An XGBoost model trained on 78,000+ ATP matches with ELO ratings, clay-specific stats, and Monte Carlo simulation
Based on 10,000 tournament simulations. The defending champion is the clear frontrunner after winning the 2025 French Open.
Yes. Sinner has the highest overall ELO (~2,219) in tennis right now. But this is the French Open — played on clay. When you look at clay-specific ELO, Sinner (1,870) still trails Alcaraz's blended score. That said, his clay game is seriously improving: at the 2025 French Open he beat Djokovic in the semis and pushed Alcaraz to a five-set final. His blended ELO of 1,810 and 85% clay win rate make him a firm second favourite.

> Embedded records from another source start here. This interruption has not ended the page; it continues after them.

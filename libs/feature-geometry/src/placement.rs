//! # Face Placement
//!
//! Maps a logical face label and the cross-section dimensions to a default
//! cut depth and a rigid transform from face-local to element coordinates.
//! This is the only module that knows which element axis each face uses.
//!
//! ## Face-Local Frame
//!
//! - `u` runs along the member length from the start (across the section
//!   for the end faces)
//! - `v` runs across the face from its reference edge: the underside for
//!   web-parallel faces, the `-Z` edge for flange faces
//! - `w` is the face normal; `w = 0` is the mid-surface of the plate
//!
//! | Face | u | v | Mid-surface |
//! |------|---|---|-------------|
//! | Web, Left, Right | +X | +Y | z = 0, -W/2, +W/2 |
//! | TopFlange, Top | +X | +Z | y = H - tf/2 |
//! | BottomFlange | +X | +Z | y = tf/2 |
//! | Bottom | +X | +Z | y = tw/2 |
//! | Front, Back | +Z | +Y | x = 0, L |
//!
//! Left, Right, Front and Back sit on the outer surface rather than a plate
//! mid-surface. [`FacePlacement::outward`] gives the sign of `w` that points
//! out of the member on each face.

use crate::model::ProfileDimensions;
use config::constants::FACE_DEPTH_MARGIN;
use glam::{DMat4, DVec2, DVec3, DVec4};
use serde::{Deserialize, Serialize};

/// Logical face of a profile.
#[derive(Debug, Clone, Copy, PartialEq, Eq, Hash, Serialize, Deserialize)]
pub enum FaceLabel {
    Web,
    TopFlange,
    BottomFlange,
    Left,
    Right,
    Front,
    Back,
    Bottom,
    Top,
}

impl FaceLabel {
    /// All faces.
    pub const ALL: [FaceLabel; 9] = [
        FaceLabel::Web,
        FaceLabel::TopFlange,
        FaceLabel::BottomFlange,
        FaceLabel::Left,
        FaceLabel::Right,
        FaceLabel::Front,
        FaceLabel::Back,
        FaceLabel::Bottom,
        FaceLabel::Top,
    ];

    /// Parses a face label, ignoring case, `_`, `-` and spaces.
    ///
    /// DSTV face codes are accepted: `v` (web), `o` (top flange),
    /// `u` (bottom flange) and `h` (back).
    ///
    /// ```rust
    /// use feature_geometry::placement::FaceLabel;
    ///
    /// assert_eq!(FaceLabel::parse("top_flange"), Some(FaceLabel::TopFlange));
    /// assert_eq!(FaceLabel::parse("o"), Some(FaceLabel::TopFlange));
    /// assert_eq!(FaceLabel::parse("side"), None);
    /// ```
    pub fn parse(label: &str) -> Option<FaceLabel> {
        let key: String = label
            .chars()
            .filter(|c| !matches!(c, '_' | '-' | ' '))
            .flat_map(char::to_lowercase)
            .collect();

        let face = match key.as_str() {
            "web" | "v" => FaceLabel::Web,
            "topflange" | "o" => FaceLabel::TopFlange,
            "bottomflange" | "u" => FaceLabel::BottomFlange,
            "left" => FaceLabel::Left,
            "right" => FaceLabel::Right,
            "front" => FaceLabel::Front,
            "back" | "h" => FaceLabel::Back,
            "bottom" => FaceLabel::Bottom,
            "top" => FaceLabel::Top,
            _ => return None,
        };
        Some(face)
    }
}

impl std::fmt::Display for FaceLabel {
    fn fmt(&self, f: &mut std::fmt::Formatter<'_>) -> std::fmt::Result {
        std::fmt::Debug::fmt(self, f)
    }
}

/// Resolves a raw face label, falling back to the web.
///
/// Returns the face and a warning when the label was not recognised.
pub fn resolve_face(label: &str) -> (FaceLabel, Option<String>) {
    match FaceLabel::parse(label) {
        Some(face) => (face, None),
        None => (
            FaceLabel::Web,
            Some(format!("unknown face label '{label}', using Web")),
        ),
    }
}

/// Default cut depth for a face.
///
/// Plate faces use their plate thickness; faces without a natural plate use
/// `max(web, flange) + FACE_DEPTH_MARGIN`.
pub fn resolve_depth(face: FaceLabel, dims: &ProfileDimensions) -> f64 {
    match face {
        FaceLabel::Web | FaceLabel::Bottom => dims.web_thickness,
        FaceLabel::TopFlange | FaceLabel::BottomFlange => dims.flange_thickness,
        _ => dims.web_thickness.max(dims.flange_thickness) + FACE_DEPTH_MARGIN,
    }
}

/// 2D extent of a face in face-local coordinates.
#[derive(Debug, Clone, Copy, PartialEq, Serialize, Deserialize)]
pub struct FaceEnvelope {
    pub min: DVec2,
    pub max: DVec2,
}

impl FaceEnvelope {
    /// Returns true when `p` lies inside the envelope grown by `tolerance`.
    pub fn contains(&self, p: DVec2, tolerance: f64) -> bool {
        p.cmpge(self.min - tolerance).all() && p.cmple(self.max + tolerance).all()
    }

    /// Returns the envelope grown by `padding` on every side.
    pub fn padded(&self, padding: f64) -> FaceEnvelope {
        FaceEnvelope {
            min: self.min - padding,
            max: self.max + padding,
        }
    }
}

/// Face-local frame of a face within the element.
#[derive(Debug, Clone, Copy, PartialEq)]
pub struct FacePlacement {
    pub face: FaceLabel,
    /// Element position of face-local `(0, 0, 0)`
    pub origin: DVec3,
    pub u_axis: DVec3,
    pub v_axis: DVec3,
    /// `u × v`
    pub normal: DVec3,
    /// Default cut depth
    pub depth: f64,
    pub envelope: FaceEnvelope,
}

impl FacePlacement {
    /// Builds the placement of `face` for the given section.
    ///
    /// The origin is the face corner in `u` and `v`: contour coordinates
    /// run over `0..extent` from that corner and are never re-centred. Only
    /// the depth coordinate is centred, on the plate mid-surface for plate
    /// faces (Web, flanges, Top, Bottom) and on the outer surface for Left,
    /// Right, Front and Back.
    pub fn resolve(face: FaceLabel, dims: &ProfileDimensions) -> Self {
        let l = dims.length;
        let h = dims.height;
        let w = dims.width;
        let half_w = w / 2.0;

        let (origin, u_axis, v_axis, extent) = match face {
            FaceLabel::Web => (DVec3::ZERO, DVec3::X, DVec3::Y, DVec2::new(l, h)),
            FaceLabel::Left => (DVec3::new(0.0, 0.0, -half_w), DVec3::X, DVec3::Y, DVec2::new(l, h)),
            FaceLabel::Right => (DVec3::new(0.0, 0.0, half_w), DVec3::X, DVec3::Y, DVec2::new(l, h)),
            FaceLabel::TopFlange | FaceLabel::Top => (
                DVec3::new(0.0, h - dims.flange_thickness / 2.0, -half_w),
                DVec3::X,
                DVec3::Z,
                DVec2::new(l, w),
            ),
            FaceLabel::BottomFlange => (
                DVec3::new(0.0, dims.flange_thickness / 2.0, -half_w),
                DVec3::X,
                DVec3::Z,
                DVec2::new(l, w),
            ),
            FaceLabel::Bottom => (
                DVec3::new(0.0, dims.web_thickness / 2.0, -half_w),
                DVec3::X,
                DVec3::Z,
                DVec2::new(l, w),
            ),
            FaceLabel::Front => (DVec3::new(0.0, 0.0, -half_w), DVec3::Z, DVec3::Y, DVec2::new(w, h)),
            FaceLabel::Back => (DVec3::new(l, 0.0, -half_w), DVec3::Z, DVec3::Y, DVec2::new(w, h)),
        };

        Self {
            face,
            origin,
            u_axis,
            v_axis,
            normal: u_axis.cross(v_axis),
            depth: resolve_depth(face, dims),
            envelope: FaceEnvelope {
                min: DVec2::ZERO,
                max: extent,
            },
        }
    }

    /// Sign of `w` pointing out of the member: `-1.0` where the face
    /// normal points into the section.
    pub fn outward(&self) -> f64 {
        match self.face {
            FaceLabel::TopFlange | FaceLabel::Top | FaceLabel::Left | FaceLabel::Back => -1.0,
            _ => 1.0,
        }
    }

    /// Face-local `w` of the exterior surface.
    pub fn exterior_offset(&self) -> f64 {
        match self.face {
            FaceLabel::Left | FaceLabel::Right | FaceLabel::Front | FaceLabel::Back => 0.0,
            _ => self.outward() * self.depth / 2.0,
        }
    }

    /// Face-local to element transform.
    pub fn transform(&self) -> DMat4 {
        DMat4::from_cols(
            self.u_axis.extend(0.0),
            self.v_axis.extend(0.0),
            self.normal.extend(0.0),
            DVec4::new(self.origin.x, self.origin.y, self.origin.z, 1.0),
        )
    }

    /// Maps a face-local point (u, v, w) to element coordinates.
    pub fn to_element(&self, local: DVec3) -> DVec3 {
        self.origin + self.u_axis * local.x + self.v_axis * local.y + self.normal * local.z
    }
}

#[cfg(test)]
mod tests {
    use super::*;
    use approx::assert_relative_eq;

    fn dims() -> ProfileDimensions {
        ProfileDimensions {
            length: 1000.0,
            height: 200.0,
            width: 100.0,
            web_thickness: 10.0,
            flange_thickness: 15.0,
            root_radius: None,
        }
    }

    #[test]
    fn test_resolve_depth() {
        let d = dims();
        assert_eq!(resolve_depth(FaceLabel::Web, &d), 10.0);
        assert_eq!(resolve_depth(FaceLabel::TopFlange, &d), 15.0);
        assert_eq!(resolve_depth(FaceLabel::BottomFlange, &d), 15.0);
        assert_eq!(resolve_depth(FaceLabel::Bottom, &d), 10.0);
        assert_eq!(resolve_depth(FaceLabel::Left, &d), 15.0 + FACE_DEPTH_MARGIN);
    }

    #[test]
    fn test_parse_labels() {
        assert_eq!(FaceLabel::parse("WEB"), Some(FaceLabel::Web));
        assert_eq!(FaceLabel::parse("Bottom-Flange"), Some(FaceLabel::BottomFlange));
        assert_eq!(FaceLabel::parse("v"), Some(FaceLabel::Web));
        assert_eq!(FaceLabel::parse("u"), Some(FaceLabel::BottomFlange));
        assert_eq!(FaceLabel::parse("H"), Some(FaceLabel::Back));
        for face in FaceLabel::ALL {
            assert_eq!(FaceLabel::parse(&face.to_string()), Some(face));
        }
    }

    #[test]
    fn test_unknown_label_defaults_to_web() {
        let (face, warning) = resolve_face("diagonal");
        assert_eq!(face, FaceLabel::Web);
        assert!(warning.unwrap().contains("diagonal"));
        assert_eq!(resolve_face("o"), (FaceLabel::TopFlange, None));
    }

    #[test]
    fn test_transforms_are_rigid() {
        for face in FaceLabel::ALL {
            let placement = FacePlacement::resolve(face, &dims());
            assert_relative_eq!(placement.transform().determinant(), 1.0, epsilon = 1e-12);
            let p = DVec3::new(3.0, 4.0, 5.0);
            let mapped = placement.transform().transform_point3(p);
            assert!((mapped - placement.to_element(p)).length() < 1e-9);
        }
    }

    #[test]
    fn test_top_flange_placement() {
        let placement = FacePlacement::resolve(FaceLabel::TopFlange, &dims());
        // Face-local (u=100, v=50) is the flange centreline, 100 along
        let p = placement.to_element(DVec3::new(100.0, 50.0, 0.0));
        assert_relative_eq!(p.x, 100.0);
        assert_relative_eq!(p.y, 192.5);
        assert_relative_eq!(p.z, 0.0);
        assert_eq!(placement.normal, -DVec3::Y);
        assert_eq!(placement.envelope.max, DVec2::new(1000.0, 100.0));
    }

    #[test]
    fn test_back_face_placement() {
        let placement = FacePlacement::resolve(FaceLabel::Back, &dims());
        let p = placement.to_element(DVec3::new(50.0, 100.0, 0.0));
        assert_eq!(p, DVec3::new(1000.0, 100.0, 0.0));
        assert_eq!(placement.normal, -DVec3::X);
    }

    #[test]
    fn test_exterior_surfaces() {
        let d = dims();
        let expected = [
            (FaceLabel::Web, DVec3::new(0.0, 0.0, 5.0)),
            (FaceLabel::TopFlange, DVec3::new(0.0, 200.0, -50.0)),
            (FaceLabel::BottomFlange, DVec3::new(0.0, 0.0, -50.0)),
            (FaceLabel::Left, DVec3::new(0.0, 0.0, -50.0)),
            (FaceLabel::Right, DVec3::new(0.0, 0.0, 50.0)),
            (FaceLabel::Front, DVec3::new(0.0, 0.0, -50.0)),
            (FaceLabel::Back, DVec3::new(1000.0, 0.0, -50.0)),
        ];
        for (face, surface) in expected {
            let placement = FacePlacement::resolve(face, &d);
            let corner = placement.to_element(DVec3::new(0.0, 0.0, placement.exterior_offset()));
            assert!((corner - surface).length() < 1e-9, "{face}: {corner}");

            // One step further outward leaves the section's bounding box
            let beyond = placement.to_element(DVec3::new(
                0.0,
                0.0,
                placement.exterior_offset() + placement.outward(),
            ));
            let inside = beyond.x >= 0.0
                && beyond.x <= d.length
                && beyond.y >= 0.0
                && beyond.y <= d.height
                && beyond.z.abs() <= d.width / 2.0;
            assert!(!inside || face == FaceLabel::Web, "{face}: {beyond}");
        }
    }

    #[test]
    fn test_envelope_contains() {
        let envelope = FacePlacement::resolve(FaceLabel::Web, &dims()).envelope;
        assert!(envelope.contains(DVec2::new(0.0, 200.0), 0.0));
        assert!(!envelope.contains(DVec2::new(-1.0, 100.0), 0.5));
        assert!(envelope.padded(2.0).contains(DVec2::new(-1.0, 100.0), 0.0));
    }
}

The GOAT only has a 4.5% chance? Here's why. At the 2025 French Open, Djokovic lost to Sinner in the semis on clay. At 38 years old, the model sees him as a declining force on this surface. His blended ELO is 1,701 and his clay win rate has fallen to 75%. He's still dangerous — but the data says the torch has been passed, at least on clay.
The Italian surprised everyone at the 2025 French Open, beating Tiafoe in the quarter-finals to reach the semis. His blended ELO of 1,692 and 79% clay win rate make him a legitimate threat — the fourth most likely champion. He's beaten Djokovic, Alcaraz, and Sinner all on clay at some point. Don't sleep on him.
The model uses a blended ELO — 50% overall rating + 50% clay-specific rating. This is why rankings shift so much on clay compared to overall ATP standings.
| Player | Overall ELO | Clay ELO | Blended | Clay W% |
|---|---|---|---|---|
| Carlos Alcaraz | 1,919 | 1,791 | 1,855 | 96% |
| Jannik Sinner | 2,219 | 1,870 | 1,810 | 85% |
| Novak Djokovic | 2,107 | 2,049 | 1,701 | 75% |
| Lorenzo Musetti | — | — | 1,692 | 79% |
| Alexander Zverev | 1,993 | 1,939 | 1,691 | 72% |
| Rafael Nadal | 1,874 | 2,000 | 1,937 | 90% |
This is the deterministic bracket — always picking the player with the higher win probability. The percentage shows the AI's confidence in the winner.
I used Jeff Sackmann's open-source ATP dataset — 78,000+ matches spanning 25+ years, with data through January 2026 including the 2025 French Open results. Every ace, every double fault, every win and loss. I verified the data by checking Nadal's French Open record match-by-match.
Like a video game ranking. Every player starts at 1,500. Win and your score goes up, lose and it goes down. Beat someone way better? You get more points. I made separate ELO scores for each surface — clay, grass, and hard court — because some players are monsters on clay but average on grass.
A machine learning algorithm that builds 200 decision trees, one after another. Each tree fixes the mistakes of the previous ones. It's called "gradient boosting" — and it's the same technique that wins most data science competitions. I fed it 13 features including blended ELO, recent form, head-to-head records, and clay win rates.
Instead of always picking the favourite, I run the tournament 10,000 times using weighted coin flips. If Sinner has a 60% chance of beating Zverev, he wins 60% of the simulated matches — but not always. After 10,000 tournaments, I count how often each player wins to get championship probabilities.
The model figured out on its own that blended ELO difference (the gap between two players' combined overall + clay ratings) is by far the best predictor. This makes sense — if you're way better than your opponent overall AND on clay, you're probably going to win.
This project was inspired by Green Code on YouTube, who built a similar model and beat IBM's official Wimbledon predictions (66.3% vs 63.8%). He used XGBoost with ELO ratings and correctly predicted Jannik Sinner winning the 2025 Australian Open with 85.3% accuracy across 116 matches. I followed his approach — starting with decision trees and random forests, then upgrading to XGBoost — and added clay-specific ELO and Monte Carlo simulation on top.
The code for this project is written in Python using pandas, scikit-learn, and XGBoost. The model trains on data from Jeff Sackmann's open-source ATP dataset.
This model gets about 67% accuracy on test data. That's better than a coin flip but far from perfect. The real French Open draw isn't out yet — these predictions use estimated seedings. Tennis is unpredictable. Upsets happen. Don't bet your life savings on a 13-year-old's AI model. (But if it works, you owe me ice cream.)